*WHAT THE TASK REQUIRES*:
Which of the lines in the data below contain the string "cannot"? Copy each of them.

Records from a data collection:
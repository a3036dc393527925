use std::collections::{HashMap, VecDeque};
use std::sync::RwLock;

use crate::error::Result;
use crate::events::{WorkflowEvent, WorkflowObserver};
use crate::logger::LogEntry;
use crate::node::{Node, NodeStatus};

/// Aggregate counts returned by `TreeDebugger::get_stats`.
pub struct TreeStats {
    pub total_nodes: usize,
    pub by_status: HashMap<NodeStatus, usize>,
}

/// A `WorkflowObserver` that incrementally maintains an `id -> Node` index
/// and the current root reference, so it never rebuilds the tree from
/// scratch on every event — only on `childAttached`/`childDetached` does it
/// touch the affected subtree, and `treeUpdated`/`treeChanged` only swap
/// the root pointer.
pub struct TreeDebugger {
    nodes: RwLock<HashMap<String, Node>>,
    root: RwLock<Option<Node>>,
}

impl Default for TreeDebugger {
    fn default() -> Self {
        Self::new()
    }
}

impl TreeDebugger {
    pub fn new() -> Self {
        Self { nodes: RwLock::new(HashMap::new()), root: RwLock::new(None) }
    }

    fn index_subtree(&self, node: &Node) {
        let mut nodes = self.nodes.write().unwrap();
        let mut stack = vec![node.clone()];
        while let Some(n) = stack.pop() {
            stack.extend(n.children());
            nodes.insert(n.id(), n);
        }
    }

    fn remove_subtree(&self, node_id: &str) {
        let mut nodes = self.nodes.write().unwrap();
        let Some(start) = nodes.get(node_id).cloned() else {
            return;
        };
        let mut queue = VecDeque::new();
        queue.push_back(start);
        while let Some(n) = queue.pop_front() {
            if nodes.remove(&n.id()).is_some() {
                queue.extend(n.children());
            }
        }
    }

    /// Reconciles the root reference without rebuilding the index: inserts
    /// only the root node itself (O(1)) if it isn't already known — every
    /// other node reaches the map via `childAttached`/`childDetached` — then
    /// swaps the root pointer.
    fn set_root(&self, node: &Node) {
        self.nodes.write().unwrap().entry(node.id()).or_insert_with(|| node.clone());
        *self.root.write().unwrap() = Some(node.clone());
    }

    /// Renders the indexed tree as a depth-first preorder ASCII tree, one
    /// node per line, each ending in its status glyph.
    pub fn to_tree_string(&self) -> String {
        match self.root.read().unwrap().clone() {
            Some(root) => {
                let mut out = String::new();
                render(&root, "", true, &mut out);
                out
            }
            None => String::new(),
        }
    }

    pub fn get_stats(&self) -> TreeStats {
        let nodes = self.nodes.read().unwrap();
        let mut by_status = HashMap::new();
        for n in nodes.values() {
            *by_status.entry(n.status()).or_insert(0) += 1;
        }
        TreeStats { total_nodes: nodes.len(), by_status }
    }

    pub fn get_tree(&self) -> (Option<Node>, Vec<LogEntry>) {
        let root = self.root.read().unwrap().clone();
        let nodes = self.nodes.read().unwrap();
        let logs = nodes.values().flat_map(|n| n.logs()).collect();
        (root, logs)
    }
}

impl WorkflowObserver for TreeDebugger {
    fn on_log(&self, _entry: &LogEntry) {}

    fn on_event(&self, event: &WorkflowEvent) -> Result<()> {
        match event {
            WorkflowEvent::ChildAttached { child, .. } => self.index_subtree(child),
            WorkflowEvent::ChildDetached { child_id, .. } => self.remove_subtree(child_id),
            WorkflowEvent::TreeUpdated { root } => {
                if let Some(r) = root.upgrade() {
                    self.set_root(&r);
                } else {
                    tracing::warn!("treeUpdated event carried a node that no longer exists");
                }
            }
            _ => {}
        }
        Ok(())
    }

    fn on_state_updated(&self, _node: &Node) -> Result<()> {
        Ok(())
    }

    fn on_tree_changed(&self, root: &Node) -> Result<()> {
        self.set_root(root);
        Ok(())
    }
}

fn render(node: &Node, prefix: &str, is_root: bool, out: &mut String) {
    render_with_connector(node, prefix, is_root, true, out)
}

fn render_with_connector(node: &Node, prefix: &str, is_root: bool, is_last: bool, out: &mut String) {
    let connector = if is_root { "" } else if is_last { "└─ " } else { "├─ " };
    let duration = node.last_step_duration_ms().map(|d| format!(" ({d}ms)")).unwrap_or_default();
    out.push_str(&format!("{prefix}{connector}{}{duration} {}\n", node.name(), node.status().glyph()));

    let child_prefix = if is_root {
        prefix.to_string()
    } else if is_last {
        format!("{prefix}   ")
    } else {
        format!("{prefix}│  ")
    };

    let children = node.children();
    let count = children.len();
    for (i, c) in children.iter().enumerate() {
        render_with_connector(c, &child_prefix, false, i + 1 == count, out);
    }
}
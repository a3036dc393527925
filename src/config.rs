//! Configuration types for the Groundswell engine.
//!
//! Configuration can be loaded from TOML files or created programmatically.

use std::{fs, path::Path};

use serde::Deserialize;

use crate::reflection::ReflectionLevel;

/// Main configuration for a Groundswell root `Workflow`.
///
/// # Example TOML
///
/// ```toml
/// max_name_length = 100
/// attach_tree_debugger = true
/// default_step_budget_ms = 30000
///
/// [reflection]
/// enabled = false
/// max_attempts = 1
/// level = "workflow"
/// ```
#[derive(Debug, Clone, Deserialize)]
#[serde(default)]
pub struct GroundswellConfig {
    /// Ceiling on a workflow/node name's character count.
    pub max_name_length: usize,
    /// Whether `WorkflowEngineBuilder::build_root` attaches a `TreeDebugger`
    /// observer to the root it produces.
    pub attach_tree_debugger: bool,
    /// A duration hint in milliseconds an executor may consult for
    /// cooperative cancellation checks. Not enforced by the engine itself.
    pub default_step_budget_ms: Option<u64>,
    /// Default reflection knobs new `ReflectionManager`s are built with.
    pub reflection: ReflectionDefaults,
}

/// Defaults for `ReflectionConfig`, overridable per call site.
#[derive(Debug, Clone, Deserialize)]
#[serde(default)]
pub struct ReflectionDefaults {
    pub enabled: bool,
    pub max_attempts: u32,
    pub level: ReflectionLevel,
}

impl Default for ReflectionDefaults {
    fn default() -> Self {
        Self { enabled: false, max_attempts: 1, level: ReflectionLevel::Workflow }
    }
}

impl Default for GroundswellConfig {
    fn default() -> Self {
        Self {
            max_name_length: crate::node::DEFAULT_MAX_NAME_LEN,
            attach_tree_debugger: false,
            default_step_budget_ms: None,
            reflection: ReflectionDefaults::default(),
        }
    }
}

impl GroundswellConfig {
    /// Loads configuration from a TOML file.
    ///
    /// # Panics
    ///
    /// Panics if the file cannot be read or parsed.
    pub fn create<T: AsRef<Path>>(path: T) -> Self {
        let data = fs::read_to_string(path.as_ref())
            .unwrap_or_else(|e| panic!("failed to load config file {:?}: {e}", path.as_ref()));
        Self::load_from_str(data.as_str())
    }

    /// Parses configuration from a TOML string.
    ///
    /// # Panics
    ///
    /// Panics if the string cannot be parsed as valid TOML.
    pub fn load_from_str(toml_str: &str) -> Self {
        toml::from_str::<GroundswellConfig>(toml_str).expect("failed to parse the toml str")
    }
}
* * *
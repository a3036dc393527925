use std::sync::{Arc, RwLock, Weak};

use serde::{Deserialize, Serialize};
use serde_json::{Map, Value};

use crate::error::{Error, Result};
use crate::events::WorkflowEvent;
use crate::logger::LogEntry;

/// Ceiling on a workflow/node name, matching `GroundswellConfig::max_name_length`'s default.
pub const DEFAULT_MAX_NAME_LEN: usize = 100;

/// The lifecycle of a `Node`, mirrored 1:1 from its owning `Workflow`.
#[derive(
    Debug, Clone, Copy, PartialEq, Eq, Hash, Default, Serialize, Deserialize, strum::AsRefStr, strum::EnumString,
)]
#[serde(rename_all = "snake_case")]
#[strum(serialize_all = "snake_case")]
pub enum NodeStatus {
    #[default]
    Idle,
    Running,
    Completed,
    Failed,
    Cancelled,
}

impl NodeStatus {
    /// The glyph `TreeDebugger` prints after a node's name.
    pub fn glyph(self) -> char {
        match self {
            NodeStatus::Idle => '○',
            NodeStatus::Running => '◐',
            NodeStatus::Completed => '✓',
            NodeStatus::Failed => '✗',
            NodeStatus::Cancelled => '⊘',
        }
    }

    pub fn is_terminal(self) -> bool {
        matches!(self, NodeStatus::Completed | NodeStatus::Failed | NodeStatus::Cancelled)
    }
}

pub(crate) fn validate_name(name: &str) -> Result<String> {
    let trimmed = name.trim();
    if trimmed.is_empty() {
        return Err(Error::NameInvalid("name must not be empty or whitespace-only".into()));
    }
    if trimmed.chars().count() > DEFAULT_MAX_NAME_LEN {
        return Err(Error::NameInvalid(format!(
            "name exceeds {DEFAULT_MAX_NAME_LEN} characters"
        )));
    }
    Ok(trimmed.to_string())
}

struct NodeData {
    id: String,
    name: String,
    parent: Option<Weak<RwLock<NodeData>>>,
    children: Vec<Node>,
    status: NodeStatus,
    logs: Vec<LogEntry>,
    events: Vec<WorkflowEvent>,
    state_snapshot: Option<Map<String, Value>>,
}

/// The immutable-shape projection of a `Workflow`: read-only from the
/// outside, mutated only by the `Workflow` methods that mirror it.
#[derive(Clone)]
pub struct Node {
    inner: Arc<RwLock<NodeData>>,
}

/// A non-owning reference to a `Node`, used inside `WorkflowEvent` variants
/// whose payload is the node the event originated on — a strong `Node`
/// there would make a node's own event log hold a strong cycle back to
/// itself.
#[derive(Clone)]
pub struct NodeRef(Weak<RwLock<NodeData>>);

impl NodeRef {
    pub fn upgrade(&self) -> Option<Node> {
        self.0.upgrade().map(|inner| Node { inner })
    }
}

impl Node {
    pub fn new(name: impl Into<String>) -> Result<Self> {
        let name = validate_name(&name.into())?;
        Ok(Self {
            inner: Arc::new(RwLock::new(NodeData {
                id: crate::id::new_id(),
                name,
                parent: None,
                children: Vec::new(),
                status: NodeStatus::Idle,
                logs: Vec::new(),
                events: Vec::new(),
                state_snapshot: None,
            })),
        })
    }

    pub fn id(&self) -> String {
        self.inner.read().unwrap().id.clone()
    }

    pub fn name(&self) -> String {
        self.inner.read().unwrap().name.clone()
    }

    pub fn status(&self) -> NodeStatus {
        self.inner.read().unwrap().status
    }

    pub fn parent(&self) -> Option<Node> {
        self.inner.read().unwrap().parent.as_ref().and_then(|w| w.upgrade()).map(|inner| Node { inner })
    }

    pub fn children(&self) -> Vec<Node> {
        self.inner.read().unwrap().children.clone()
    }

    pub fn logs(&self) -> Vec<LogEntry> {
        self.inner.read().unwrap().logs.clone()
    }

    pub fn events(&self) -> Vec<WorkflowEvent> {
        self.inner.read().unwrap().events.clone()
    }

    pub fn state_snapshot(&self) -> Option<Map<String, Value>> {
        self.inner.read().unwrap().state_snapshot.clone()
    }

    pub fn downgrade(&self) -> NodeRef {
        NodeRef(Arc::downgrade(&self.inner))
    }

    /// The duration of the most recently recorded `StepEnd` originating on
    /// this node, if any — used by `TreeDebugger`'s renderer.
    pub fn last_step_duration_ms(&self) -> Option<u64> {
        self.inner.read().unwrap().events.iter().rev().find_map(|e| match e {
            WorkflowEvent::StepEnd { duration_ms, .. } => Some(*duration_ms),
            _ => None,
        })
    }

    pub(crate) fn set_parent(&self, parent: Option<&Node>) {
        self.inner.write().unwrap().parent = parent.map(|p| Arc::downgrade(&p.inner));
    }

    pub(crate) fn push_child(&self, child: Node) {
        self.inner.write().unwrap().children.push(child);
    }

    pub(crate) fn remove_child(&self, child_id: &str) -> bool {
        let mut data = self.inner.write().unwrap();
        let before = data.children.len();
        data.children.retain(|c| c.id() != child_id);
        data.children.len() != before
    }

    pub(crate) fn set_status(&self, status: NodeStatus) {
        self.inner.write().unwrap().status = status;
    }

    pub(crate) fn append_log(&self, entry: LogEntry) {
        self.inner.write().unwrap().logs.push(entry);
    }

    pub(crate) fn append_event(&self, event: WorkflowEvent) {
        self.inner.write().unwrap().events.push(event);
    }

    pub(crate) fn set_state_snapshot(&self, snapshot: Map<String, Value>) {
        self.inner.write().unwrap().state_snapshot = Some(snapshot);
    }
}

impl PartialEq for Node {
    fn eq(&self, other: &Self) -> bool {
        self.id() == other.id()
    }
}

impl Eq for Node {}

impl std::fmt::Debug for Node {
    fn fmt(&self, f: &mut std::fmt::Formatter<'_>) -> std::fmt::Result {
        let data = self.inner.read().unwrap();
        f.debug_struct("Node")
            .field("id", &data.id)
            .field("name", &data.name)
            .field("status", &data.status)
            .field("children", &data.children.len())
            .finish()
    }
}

*WRITTEN RESPONSE*:
    /// Panics if the file cannot be read or parsed.
    /// Panics if the string cannot be parsed as valid TOML.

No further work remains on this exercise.